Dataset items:

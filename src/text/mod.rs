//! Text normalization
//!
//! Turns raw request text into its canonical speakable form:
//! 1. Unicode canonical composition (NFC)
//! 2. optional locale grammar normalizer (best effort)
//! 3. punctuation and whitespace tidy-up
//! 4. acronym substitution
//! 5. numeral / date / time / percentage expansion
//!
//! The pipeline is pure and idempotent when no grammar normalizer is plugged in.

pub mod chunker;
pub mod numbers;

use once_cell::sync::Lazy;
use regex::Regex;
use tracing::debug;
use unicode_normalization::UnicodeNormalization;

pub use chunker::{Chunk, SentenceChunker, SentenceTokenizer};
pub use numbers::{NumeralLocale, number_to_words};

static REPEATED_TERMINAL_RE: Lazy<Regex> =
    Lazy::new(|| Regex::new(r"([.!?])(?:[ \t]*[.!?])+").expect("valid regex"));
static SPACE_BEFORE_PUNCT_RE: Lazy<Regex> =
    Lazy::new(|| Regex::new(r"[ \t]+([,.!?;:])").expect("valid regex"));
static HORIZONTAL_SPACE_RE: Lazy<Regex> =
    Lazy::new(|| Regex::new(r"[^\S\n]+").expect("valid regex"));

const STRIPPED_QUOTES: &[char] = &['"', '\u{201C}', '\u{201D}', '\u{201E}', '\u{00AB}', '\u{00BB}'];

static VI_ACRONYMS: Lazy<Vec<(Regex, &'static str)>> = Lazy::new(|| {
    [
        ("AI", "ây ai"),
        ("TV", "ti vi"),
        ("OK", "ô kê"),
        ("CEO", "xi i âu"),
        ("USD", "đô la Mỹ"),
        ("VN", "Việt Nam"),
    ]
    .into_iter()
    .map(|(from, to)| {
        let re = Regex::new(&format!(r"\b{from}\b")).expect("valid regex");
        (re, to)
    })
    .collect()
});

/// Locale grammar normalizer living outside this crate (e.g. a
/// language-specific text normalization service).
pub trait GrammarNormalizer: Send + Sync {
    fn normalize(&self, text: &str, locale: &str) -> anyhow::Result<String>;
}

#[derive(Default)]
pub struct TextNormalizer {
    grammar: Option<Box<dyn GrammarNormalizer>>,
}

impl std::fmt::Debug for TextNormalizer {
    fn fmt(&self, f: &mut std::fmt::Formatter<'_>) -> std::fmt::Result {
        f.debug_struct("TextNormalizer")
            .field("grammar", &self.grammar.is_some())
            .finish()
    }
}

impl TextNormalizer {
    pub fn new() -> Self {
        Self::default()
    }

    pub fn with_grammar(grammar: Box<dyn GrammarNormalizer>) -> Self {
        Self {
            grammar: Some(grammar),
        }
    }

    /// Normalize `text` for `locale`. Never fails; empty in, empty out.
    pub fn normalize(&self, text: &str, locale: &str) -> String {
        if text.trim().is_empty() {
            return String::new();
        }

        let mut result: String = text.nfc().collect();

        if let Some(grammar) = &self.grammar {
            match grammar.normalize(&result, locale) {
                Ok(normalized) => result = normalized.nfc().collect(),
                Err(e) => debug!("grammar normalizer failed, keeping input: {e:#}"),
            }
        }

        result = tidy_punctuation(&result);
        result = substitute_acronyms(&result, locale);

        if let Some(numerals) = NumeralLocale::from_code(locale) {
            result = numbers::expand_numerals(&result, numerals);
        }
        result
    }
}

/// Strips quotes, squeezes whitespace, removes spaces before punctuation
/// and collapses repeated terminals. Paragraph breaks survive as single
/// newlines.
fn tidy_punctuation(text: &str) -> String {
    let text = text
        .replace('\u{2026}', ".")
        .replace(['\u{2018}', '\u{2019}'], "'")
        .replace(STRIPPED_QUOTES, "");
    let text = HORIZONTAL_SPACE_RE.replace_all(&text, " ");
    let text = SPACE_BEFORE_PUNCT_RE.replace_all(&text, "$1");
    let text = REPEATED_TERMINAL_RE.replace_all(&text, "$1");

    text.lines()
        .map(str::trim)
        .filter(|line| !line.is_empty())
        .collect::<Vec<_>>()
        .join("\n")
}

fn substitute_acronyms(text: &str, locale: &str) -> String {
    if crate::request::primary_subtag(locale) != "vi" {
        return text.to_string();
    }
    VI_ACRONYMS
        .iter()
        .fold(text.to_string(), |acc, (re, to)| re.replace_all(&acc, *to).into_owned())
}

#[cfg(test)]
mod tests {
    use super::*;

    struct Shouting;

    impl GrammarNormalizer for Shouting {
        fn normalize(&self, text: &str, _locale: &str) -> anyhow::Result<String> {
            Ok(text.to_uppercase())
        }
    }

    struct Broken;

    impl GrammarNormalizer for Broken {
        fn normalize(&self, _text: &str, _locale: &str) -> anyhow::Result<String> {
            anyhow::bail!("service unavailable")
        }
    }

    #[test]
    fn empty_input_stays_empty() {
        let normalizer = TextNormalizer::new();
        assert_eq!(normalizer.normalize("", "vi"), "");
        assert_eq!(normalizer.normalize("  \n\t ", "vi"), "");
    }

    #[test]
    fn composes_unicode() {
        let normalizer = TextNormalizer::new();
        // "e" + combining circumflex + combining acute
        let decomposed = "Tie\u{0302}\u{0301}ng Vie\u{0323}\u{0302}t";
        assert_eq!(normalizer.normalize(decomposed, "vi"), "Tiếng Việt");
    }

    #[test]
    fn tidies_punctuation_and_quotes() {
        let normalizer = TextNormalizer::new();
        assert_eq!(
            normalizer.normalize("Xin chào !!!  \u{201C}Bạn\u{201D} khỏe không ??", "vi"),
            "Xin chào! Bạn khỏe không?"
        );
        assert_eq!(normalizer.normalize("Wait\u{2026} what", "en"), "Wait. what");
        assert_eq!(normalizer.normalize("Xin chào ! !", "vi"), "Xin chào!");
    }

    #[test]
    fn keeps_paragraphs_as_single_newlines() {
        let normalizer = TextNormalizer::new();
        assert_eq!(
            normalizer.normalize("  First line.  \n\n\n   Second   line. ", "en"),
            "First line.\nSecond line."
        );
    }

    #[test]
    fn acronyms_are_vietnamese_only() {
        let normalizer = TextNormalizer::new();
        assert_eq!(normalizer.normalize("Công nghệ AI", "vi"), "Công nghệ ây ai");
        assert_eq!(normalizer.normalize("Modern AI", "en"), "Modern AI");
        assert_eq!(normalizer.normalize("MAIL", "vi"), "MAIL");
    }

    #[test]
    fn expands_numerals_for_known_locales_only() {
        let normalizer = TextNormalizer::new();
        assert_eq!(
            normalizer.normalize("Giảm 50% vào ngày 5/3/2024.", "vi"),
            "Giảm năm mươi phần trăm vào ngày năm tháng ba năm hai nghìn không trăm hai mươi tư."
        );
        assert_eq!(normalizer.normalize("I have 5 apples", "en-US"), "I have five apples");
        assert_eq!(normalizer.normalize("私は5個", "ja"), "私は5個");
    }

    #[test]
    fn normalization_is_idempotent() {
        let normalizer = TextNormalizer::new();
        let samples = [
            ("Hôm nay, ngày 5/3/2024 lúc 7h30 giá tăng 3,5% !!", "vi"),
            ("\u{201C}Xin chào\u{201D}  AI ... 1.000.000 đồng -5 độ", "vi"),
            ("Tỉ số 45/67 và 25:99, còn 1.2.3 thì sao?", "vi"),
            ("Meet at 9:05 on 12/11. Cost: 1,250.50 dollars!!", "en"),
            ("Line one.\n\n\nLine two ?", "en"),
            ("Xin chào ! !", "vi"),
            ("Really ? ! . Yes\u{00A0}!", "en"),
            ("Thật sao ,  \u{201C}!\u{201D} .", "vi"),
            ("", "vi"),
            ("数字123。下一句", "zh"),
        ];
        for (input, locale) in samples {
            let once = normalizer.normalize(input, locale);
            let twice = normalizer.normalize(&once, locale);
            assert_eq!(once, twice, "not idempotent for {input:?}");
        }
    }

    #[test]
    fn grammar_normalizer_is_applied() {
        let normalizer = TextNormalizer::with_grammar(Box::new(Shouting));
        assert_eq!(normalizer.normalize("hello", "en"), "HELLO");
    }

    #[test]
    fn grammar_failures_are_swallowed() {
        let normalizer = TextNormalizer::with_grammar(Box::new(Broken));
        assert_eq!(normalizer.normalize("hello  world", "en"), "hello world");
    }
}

_Description of the task_: Proceeding from the line containing "use unicode_normalization::UnicodeNormalization;" through the line containing "static REPEATED_TERMINAL_RE: Lazy<Regex>", transcribe the lines above exactly, both end lines included.

_Solution to this task_:
use unicode_normalization::UnicodeNormalization;

pub use chunker::{Chunk, SentenceChunker, SentenceTokenizer};
pub use numbers::{NumeralLocale, number_to_words};

static REPEATED_TERMINAL_RE: Lazy<Regex> =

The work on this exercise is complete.